What is required: The response should consist of the records that follow, repeated exactly.

Material for the task: Begin

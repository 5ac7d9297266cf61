//! # Acumen
//!
//! An account-intelligence retrieval agent built with Rust.
//!
//! Acumen routes natural-language account questions to a small set of
//! domain-scoped enterprise search tools (Salesforce, Looker, Google Drive,
//! Gong/Slack/Gmail) backed by a Glean semantic-search index, then drives an
//! OpenAI-compatible reasoning service to synthesize a citation-backed
//! answer.
//!
//! ## Features
//!
//! - **Source-of-truth routing:** each tool pins the datasources and facet
//!   filters appropriate to its question domain
//! - **Query normalization:** account names are auto-quoted for exact-phrase
//!   matching against a backend with no entity-name filter
//! - **Bounded tool-calling loop:** a fixed iteration budget caps
//!   reasoning/tool round-trips per user turn
//! - **Human-in-the-loop fallback:** unrestricted cross-source search only
//!   runs after the user approves widening scope

pub mod agent;
pub mod config;
pub mod error;
pub mod search;
pub mod tools;

pub use config::Config;
pub use error::{Error, Result};

/// Application version from Cargo.toml
pub const VERSION: &str = env!("CARGO_PKG_VERSION");

/// Application name
pub const NAME: &str = env!("CARGO_PKG_NAME");
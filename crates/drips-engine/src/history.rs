//! History Builder
//!
//! Folds the `StreamsSet` snapshots of one funding account into per-token history
//! items, synthesizing paused entries for metadata streams that dropped out of the
//! on-chain receiver set.

use std::collections::{BTreeSet, HashMap, HashSet};

use drips_core::{AccountId, AccountRef, DripsError, Result, StreamId, TokenAddress};
use tracing::{debug, warn};

use crate::codec::{decode_max_end, decode_raw_config, normalize_balance};
use crate::metadata::MetadataIndex;
use crate::types::{
    AccountMetadata, AssetConfigEvents, AssetConfigHistory, AssetConfigHistoryItem,
    AssetConfigMetadata, Balance, HistoricalStream, SnapshotEvent,
};

/// Build the history of one (account, token) pair from its snapshot events, oldest first.
pub fn build_asset_config_history(
    sender: &AccountId,
    token: &TokenAddress,
    events: &[SnapshotEvent],
    metadata: Option<&AssetConfigMetadata>,
) -> Result<AssetConfigHistory> {
    let index = MetadataIndex::build(sender, token, metadata)?;

    let mut items: Vec<AssetConfigHistoryItem> = Vec::with_capacity(events.len());
    // Streams that had a config in some strictly earlier item, with their last receiver
    let mut previously_active: HashMap<StreamId, AccountRef> = HashMap::new();

    for event in events {
        if let Some(previous) = items.last() {
            if event.timestamp <= previous.timestamp {
                return Err(DripsError::Integrity(format!(
                    "snapshot {} at {} does not follow {} at {}",
                    event.history_hash, event.timestamp, previous.history_hash, previous.timestamp
                )));
            }
        }

        let mut remaining: BTreeSet<&StreamId> = index.stream_ids().collect();
        let mut seen_drip_ids: HashSet<u32> = HashSet::with_capacity(event.receivers.len());
        let mut streams = Vec::with_capacity(event.receivers.len() + remaining.len());

        for receiver in &event.receivers {
            let config = decode_raw_config(&receiver.config)?;
            if !seen_drip_ids.insert(config.drip_id) {
                return Err(DripsError::Integrity(format!(
                    "drip id {} appears twice in snapshot {}",
                    config.drip_id, event.history_hash
                )));
            }

            let stream_id = StreamId::new(sender, token, config.drip_id);
            let details = index.match_drip(config.drip_id)?.cloned();
            remaining.remove(&stream_id);

            streams.push(HistoricalStream {
                stream_id,
                config: Some(config),
                is_managed: details.is_some(),
                receiver: AccountRef::new(receiver.account_id.clone()),
                details,
            });
        }

        // Metadata streams that never ran are not paused yet.
        for stream_id in remaining {
            if let Some(receiver) = previously_active.get(stream_id) {
                streams.push(HistoricalStream {
                    stream_id: stream_id.clone(),
                    config: None,
                    is_managed: true,
                    receiver: receiver.clone(),
                    details: index.details(stream_id).cloned(),
                });
            }
        }

        for stream in streams.iter().filter(|s| !s.is_paused()) {
            previously_active.insert(stream.stream_id.clone(), stream.receiver.clone());
        }

        items.push(AssetConfigHistoryItem {
            timestamp: event.timestamp,
            balance: Balance {
                token_address: token.clone(),
                amount: normalize_balance(&event.balance_raw),
            },
            runs_out_of_funds: decode_max_end(event.max_end_raw)?,
            streams,
            history_hash: event.history_hash.clone(),
            receivers_hash: event.receivers_hash.clone(),
        });
    }

    debug!(
        sender = %sender,
        token = %token,
        items = items.len(),
        managed_streams = index.len(),
        "Built asset config history"
    );

    Ok(AssetConfigHistory {
        sender: sender.clone(),
        token_address: token.clone(),
        items,
    })
}

/// Build the history of every token an account has streamed.
pub fn build_account_history(
    sender: &AccountId,
    asset_configs: &[AssetConfigEvents],
    metadata: Option<&AccountMetadata>,
) -> Result<Vec<AssetConfigHistory>> {
    asset_configs
        .iter()
        .map(|asset_config| {
            let token = &asset_config.token_address;
            let token_metadata = metadata
                .map(|m| find_asset_config(m, token))
                .transpose()?
                .flatten();
            if metadata.is_some() && token_metadata.is_none() {
                warn!(sender = %sender, token = %token, "No metadata for asset config");
            }
            build_asset_config_history(sender, token, &asset_config.events, token_metadata)
        })
        .collect()
}

fn find_asset_config<'a>(
    metadata: &'a AccountMetadata,
    token: &TokenAddress,
) -> Result<Option<&'a AssetConfigMetadata>> {
    let mut matches = metadata
        .asset_configs
        .iter()
        .filter(|a| &a.token_address == token);
    let first = matches.next();
    if matches.next().is_some() {
        return Err(DripsError::Integrity(format!(
            "metadata lists token {} more than once",
            token
        )));
    }
    Ok(first)
}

Material for the task: End

Your solution:
repository 5ac7d9297266cf61
//! # Acumen
//!
//! An account-intelligence retrieval agent built with Rust.
//!
//! Acumen routes natural-language account questions to a small set of
//! domain-scoped enterprise search tools (Salesforce, Looker, Google Drive,
//! Gong/Slack/Gmail) backed by a Glean semantic-search index, then drives an
//! OpenAI-compatible reasoning service to synthesize a citation-backed
//! answer.
//!
//! ## Features
//!
//! - **Source-of-truth routing:** each tool pins the datasources and facet
//!   filters appropriate to its question domain
//! - **Query normalization:** account names are auto-quoted for exact-phrase
//!   matching against a backend with no entity-name filter
//! - **Bounded tool-calling loop:** a fixed iteration budget caps
//!   reasoning/tool round-trips per user turn
//! - **Human-in-the-loop fallback:** unrestricted cross-source search only
//!   runs after the user approves widening scope

pub mod agent;
pub mod config;
pub mod error;
pub mod search;
pub mod tools;

pub use config::Config;
pub use error::{Error, Result};

/// Application version from Cargo.toml
pub const VERSION: &str = env!("CARGO_PKG_VERSION");

/// Application name
pub const NAME: &str = env!("CARGO_PKG_NAME");
filename crates/drips-engine/src/history.rs
//! History Builder
//!
//! Folds the `StreamsSet` snapshots of one funding account into per-token history
//! items, synthesizing paused entries for metadata streams that dropped out of the
//! on-chain receiver set.

use std::collections::{BTreeSet, HashMap, HashSet};

use drips_core::{AccountId, AccountRef, DripsError, Result, StreamId, TokenAddress};
use tracing::{debug, warn};

use crate::codec::{decode_max_end, decode_raw_config, normalize_balance};
use crate::metadata::MetadataIndex;
use crate::types::{
    AccountMetadata, AssetConfigEvents, AssetConfigHistory, AssetConfigHistoryItem,
    AssetConfigMetadata, Balance, HistoricalStream, SnapshotEvent,
};

/// Build the history of one (account, token) pair from its snapshot events, oldest first.
pub fn build_asset_config_history(
    sender: &AccountId,
    token: &TokenAddress,
    events: &[SnapshotEvent],
    metadata: Option<&AssetConfigMetadata>,
) -> Result<AssetConfigHistory> {
    let index = MetadataIndex::build(sender, token, metadata)?;

    let mut items: Vec<AssetConfigHistoryItem> = Vec::with_capacity(events.len());
    // Streams that had a config in some strictly earlier item, with their last receiver
    let mut previously_active: HashMap<StreamId, AccountRef> = HashMap::new();

    for event in events {
        if let Some(previous) = items.last() {
            if event.timestamp <= previous.timestamp {
                return Err(DripsError::Integrity(format!(
                    "snapshot {} at {} does not follow {} at {}",
                    event.history_hash, event.timestamp, previous.history_hash, previous.timestamp
                )));
            }
        }

        let mut remaining: BTreeSet<&StreamId> = index.stream_ids().collect();
        let mut seen_drip_ids: HashSet<u32> = HashSet::with_capacity(event.receivers.len());
        let mut streams = Vec::with_capacity(event.receivers.len() + remaining.len());

        for receiver in &event.receivers {
            let config = decode_raw_config(&receiver.config)?;
            if !seen_drip_ids.insert(config.drip_id) {
                return Err(DripsError::Integrity(format!(
                    "drip id {} appears twice in snapshot {}",
                    config.drip_id, event.history_hash
                )));
            }

            let stream_id = StreamId::new(sender, token, config.drip_id);
            let details = index.match_drip(config.drip_id)?.cloned();
            remaining.remove(&stream_id);

            streams.push(HistoricalStream {
                stream_id,
                config: Some(config),
                is_managed: details.is_some(),
                receiver: AccountRef::new(receiver.account_id.clone()),
                details,
            });
        }

        // Metadata streams that never ran are not paused yet.
        for stream_id in remaining {
            if let Some(receiver) = previously_active.get(stream_id) {
                streams.push(HistoricalStream {
                    stream_id: stream_id.clone(),
                    config: None,
                    is_managed: true,
                    receiver: receiver.clone(),
                    details: index.details(stream_id).cloned(),
                });
            }
        }

        for stream in streams.iter().filter(|s| !s.is_paused()) {
            previously_active.insert(stream.stream_id.clone(), stream.receiver.clone());
        }

        items.push(AssetConfigHistoryItem {
            timestamp: event.timestamp,
            balance: Balance {
                token_address: token.clone(),
                amount: normalize_balance(&event.balance_raw),
            },
            runs_out_of_funds: decode_max_end(event.max_end_raw)?,
            streams,
            history_hash: event.history_hash.clone(),
            receivers_hash: event.receivers_hash.clone(),
        });
    }

    debug!(
        sender = %sender,
        token = %token,
        items = items.len(),
        managed_streams = index.len(),
        "Built asset config history"
    );

    Ok(AssetConfigHistory {
        sender: sender.clone(),
        token_address: token.clone(),
        items,
    })
}

/// Build the history of every token an account has streamed.
pub fn build_account_history(
    sender: &AccountId,
    asset_configs: &[AssetConfigEvents],
    metadata: Option<&AccountMetadata>,
) -> Result<Vec<AssetConfigHistory>> {
    asset_configs
        .iter()
        .map(|asset_config| {
            let token = &asset_config.token_address;
            let token_metadata = metadata
                .map(|m| find_asset_config(m, token))
                .transpose()?
                .flatten();
            if metadata.is_some() && token_metadata.is_none() {
                warn!(sender = %sender, token = %token, "No metadata for asset config");
            }
            build_asset_config_history(sender, token, &asset_config.events, token_metadata)
        })
        .collect()
}

fn find_asset_config<'a>(
    metadata: &'a AccountMetadata,
    token: &TokenAddress,
) -> Result<Option<&'a AssetConfigMetadata>> {
    let mut matches = metadata
        .asset_configs
        .iter()
        .filter(|a| &a.token_address == token);
    let first = matches.next();
    if matches.next().is_some() {
        return Err(DripsError::Integrity(format!(
            "metadata lists token {} more than once",
            token
        )));
    }
    Ok(first)
}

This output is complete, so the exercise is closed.